WHAT THE TASK ASKS: A single number is the whole answer: the count of lines in the records where "ImportName" occurs.

Records from a collection:
──────

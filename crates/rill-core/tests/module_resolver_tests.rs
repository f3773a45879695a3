use rill_core::ast::{
    Expr, FunctionDecl, FunctionId, ImportDecl, ImportName, Item, ItemKind, Literal, Program,
    RecordDecl,
};
use rill_core::diagnostics::DiagnosticKind;
use rill_core::module::{resolve_modules, ModuleMap, SymbolKind};
use rill_core::span::Span;
use std::rc::Rc;

fn at(line: u32) -> Span {
    Span::new(0, 0, line, 1)
}

fn function(name: &str, exported: bool) -> Item {
    let decl = FunctionDecl {
        id: FunctionId::fresh(),
        name: Some(name.to_string()),
        params: Vec::new(),
        ret: None,
        body: Expr::new(Literal::Int(1), Span::null()).into_ptr(),
        is_async: false,
        span: Span::null(),
    };
    Item {
        kind: ItemKind::Function(Rc::new(decl)),
        exported,
        span: Span::null(),
    }
}

fn record(name: &str) -> Item {
    Item {
        kind: ItemKind::Record(RecordDecl {
            name: name.to_string(),
            fields: Vec::new(),
        }),
        exported: true,
        span: Span::null(),
    }
}

fn import(module: &str, names: &[(&str, Option<&str>)], line: u32) -> Item {
    Item {
        kind: ItemKind::Import(ImportDecl {
            names: names
                .iter()
                .map(|(name, alias)| ImportName {
                    name: name.to_string(),
                    alias: alias.map(str::to_string),
                    span: at(line),
                })
                .collect(),
            module: module.to_string(),
        }),
        exported: false,
        span: at(line),
    }
}

#[test]
fn dependencies_come_before_importers() {
    let modules = ModuleMap::new()
        .with_module("geometry", Program::new(vec![record("Point"), function("area", true)]))
        .with_module(
            "shapes",
            Program::new(vec![
                import("geometry", &[("Point", None)], 1),
                function("square", true),
            ]),
        );
    let main = Program::new(vec![
        import("shapes", &[("square", Some("sq"))], 1),
        import("geometry", &[("area", None)], 2),
    ]);

    let resolved = resolve_modules("main", Rc::new(main), &modules).expect("resolves");
    let order: Vec<&str> = resolved.units.iter().map(|u| u.name.as_str()).collect();
    assert_eq!(order, vec!["geometry", "shapes", "main"]);

    let main = resolved.main().expect("main unit");
    assert_eq!(main.imports[0].local, "sq");
    assert_eq!(main.imports[0].symbol, "square");
    assert_eq!(main.imports[0].kind, SymbolKind::Function);
    let shapes = resolved.unit("shapes").expect("shapes unit");
    assert_eq!(shapes.imports[0].kind, SymbolKind::Record);
}

#[test]
fn missing_module_and_private_symbol_are_reported_together() {
    let modules =
        ModuleMap::new().with_module("util", Program::new(vec![function("helper", false)]));
    let main = Program::new(vec![
        import("nowhere", &[("thing", None)], 1),
        import("util", &[("helper", None), ("ghost", None)], 2),
    ]);

    let errors = resolve_modules("main", Rc::new(main), &modules).expect_err("must fail");
    let rendered: Vec<String> = errors.iter().map(ToString::to_string).collect();
    assert_eq!(
        rendered,
        vec![
            "Type Error (Line 1, Position 1): module 'nowhere' not found",
            "Type Error (Line 2, Position 1): symbol 'helper' is not exported by module 'util'",
            "Type Error (Line 2, Position 1): module 'util' has no symbol 'ghost'",
        ]
    );
    assert!(errors.iter().all(|d| d.kind == DiagnosticKind::Type));
}

#[test]
fn import_cycles_are_rejected() {
    let modules = ModuleMap::new()
        .with_module("a", Program::new(vec![import("b", &[("g", None)], 3), function("f", true)]))
        .with_module("b", Program::new(vec![import("a", &[("f", None)], 4), function("g", true)]));
    let main = Program::new(vec![import("a", &[("f", None)], 1)]);

    let errors = resolve_modules("main", Rc::new(main), &modules).expect_err("cycle");
    assert_eq!(errors.len(), 1);
    assert_eq!(
        errors[0].to_string(),
        "Type Error (Line 4, Position 1): cyclic import of module 'a'"
    );
}

#[test]
fn program_without_imports_is_a_single_unit() {
    let program = Program::new(vec![Item {
        kind: ItemKind::Expr(Expr::new(Literal::Int(2), Span::null()).into_ptr()),
        exported: false,
        span: Span::null(),
    }]);
    let resolved = resolve_modules("main", Rc::new(program), &ModuleMap::new()).expect("ok");
    assert_eq!(resolved.units.len(), 1);
    assert!(resolved.main().is_some_and(|u| u.imports.is_empty()));
}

──────

WRITTEN RESPONSE: 2